As you saw, cloud cover has killed chloro images over the last 48 hours. The three day composite on Hilton's shows Petronius in really crappy water. The transition to blended blue green water starts somewhere between the Marlin and Ram Powell with Horn Mt being in blue water. Out past Horn it darkens again. Hopefully clouds will allow a good image before you head out, both post one image per day in the evening. Absent of a chloro image I will look at the currents in an attempt to extrapolate where the currents (lines) have gone.
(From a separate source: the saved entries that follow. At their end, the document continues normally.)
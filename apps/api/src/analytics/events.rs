use axum::http::HeaderMap;
use sqlx::PgPool;
use tracing::warn;
use uuid::Uuid;

/// Normalized device classes. Anything unrecognized counts as Desktop.
#[derive(Debug, Clone, Copy, PartialEq, Eq)]
pub enum Device {
    Desktop,
    Mobile,
    Tablet,
}

impl Device {
    pub const fn as_str(self) -> &'static str {
        match self {
            Device::Desktop => "Desktop",
            Device::Mobile => "Mobile",
            Device::Tablet => "Tablet",
        }
    }
}

/// Maps a raw user-agent to a device class, applied once at write time.
pub fn normalize_device(user_agent: Option<&str>) -> Device {
    let Some(ua) = user_agent else {
        return Device::Desktop;
    };
    if ua.contains("iPad") || ua.contains("Tablet") {
        Device::Tablet
    } else if ua.contains("Mobi") || ua.contains("iPhone") || ua.contains("Android") {
        Device::Mobile
    } else {
        Device::Desktop
    }
}

/// Coarse browser family from the user-agent. Order matters: Edge and Opera
/// carry "Chrome", Chrome carries "Safari".
pub fn browser_name(user_agent: Option<&str>) -> &'static str {
    let Some(ua) = user_agent else {
        return "Unknown";
    };
    if ua.contains("Edg") {
        "Edge"
    } else if ua.contains("OPR") || ua.contains("Opera") {
        "Opera"
    } else if ua.contains("Firefox") {
        "Firefox"
    } else if ua.contains("Chrome") {
        "Chrome"
    } else if ua.contains("Safari") {
        "Safari"
    } else {
        "Unknown"
    }
}

/// Which ledger kind a public view hit.
#[derive(Debug, Clone, Copy)]
pub enum ResumeKind {
    Master,
    Locked,
}

impl ResumeKind {
    pub const fn as_str(self) -> &'static str {
        match self {
            ResumeKind::Master => "master",
            ResumeKind::Locked => "locked",
        }
    }
}

/// Opaque request metadata attached to a view. Geo fields come from edge
/// headers when present; no IP lookup happens here.
#[derive(Debug, Clone)]
pub struct ViewMeta {
    pub country: String,
    pub city: String,
    pub device: Device,
    pub browser: &'static str,
    pub referrer: String,
    pub user_agent: Option<String>,
}

impl ViewMeta {
    pub fn from_headers(headers: &HeaderMap) -> Self {
        let header = |name: &str| {
            headers
                .get(name)
                .and_then(|v| v.to_str().ok())
                .map(str::to_string)
        };

        let country = header("x-vercel-ip-country")
            .or_else(|| header("cf-ipcountry"))
            .or_else(|| header("cloudfront-viewer-country"))
            .unwrap_or_else(|| "Unknown".to_string());
        let city = header("x-vercel-ip-city")
            .or_else(|| header("cf-ipcity"))
            .unwrap_or_else(|| "Unknown".to_string());
        let user_agent = header("user-agent");
        let referrer = header("referer").unwrap_or_else(|| "Direct".to_string());

        ViewMeta {
            country,
            city,
            device: normalize_device(user_agent.as_deref()),
            browser: browser_name(user_agent.as_deref()),
            referrer,
            user_agent,
        }
    }
}

/// One resolved public view, ready to persist.
#[derive(Debug, Clone)]
pub struct ViewEvent {
    pub username: String,
    pub kind: ResumeKind,
    pub profile_name: Option<String>,
    pub version_number: Option<i32>,
    pub meta: ViewMeta,
}

pub async fn record_view(pool: &PgPool, event: ViewEvent) -> Result<(), sqlx::Error> {
    sqlx::query(
        "INSERT INTO analytics_events \
            (id, username, resume_kind, profile_name, version_number, \
             country, city, device, browser, referrer, user_agent) \
         VALUES ($1, $2, $3, $4, $5, $6, $7, $8, $9, $10, $11)",
    )
    .bind(Uuid::new_v4())
    .bind(&event.username)
    .bind(event.kind.as_str())
    .bind(&event.profile_name)
    .bind(event.version_number)
    .bind(&event.meta.country)
    .bind(&event.meta.city)
    .bind(event.meta.device.as_str())
    .bind(event.meta.browser)
    .bind(&event.meta.referrer)
    .bind(&event.meta.user_agent)
    .execute(pool)
    .await?;
    Ok(())
}

/// Best-effort write. Failures are logged and dropped; the view itself has
/// already been served.
pub fn spawn_record(pool: PgPool, event: ViewEvent) {
    tokio::spawn(async move {
        if let Err(e) = record_view(&pool, event).await {
            warn!("Failed to record view event: {e}");
        }
    });
}
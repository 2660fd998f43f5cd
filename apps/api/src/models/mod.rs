pub mod analytics;
pub mod profile;
pub mod version;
I was out there last weekend and while it can change daily by 2-5 miles or so the line between Petronius and Ram was pretty pronounced. We stopped at the Marlin to make bait. It was green water, but covered up in bait of all kinds, blackfin, skipjack and hard tails. We left there once we had bait and ran south to blue water, not so sure we should not have stayed as the bait was far more scarce at Horn and DS3. If it's your first trip and you are wanting to learn and catch blackfin etc... the water does not have to be blue.

Good luck, be safe, have fun!

Robert


----------



## Captain Woody Woods (Oct 2, 2007)

I fished yesterday and Tuesday. Horn is dirty, as is marlin, ram, and deep seas. The line is in between Horn and Nakika, and I highly recommend it if you like action. If it is small bait you are looking for, ds-3, deep seas, and the weedline were a free-for-all. For some reason, I never do real well on baits (small ones for tuna) at spar rigs.

I highly recommend Hilton's over Terrafin


----------



## MSViking (Oct 11, 2007)

FYI this evening Hilton's Chloro image is a bust, clouds wiped it out again.


----------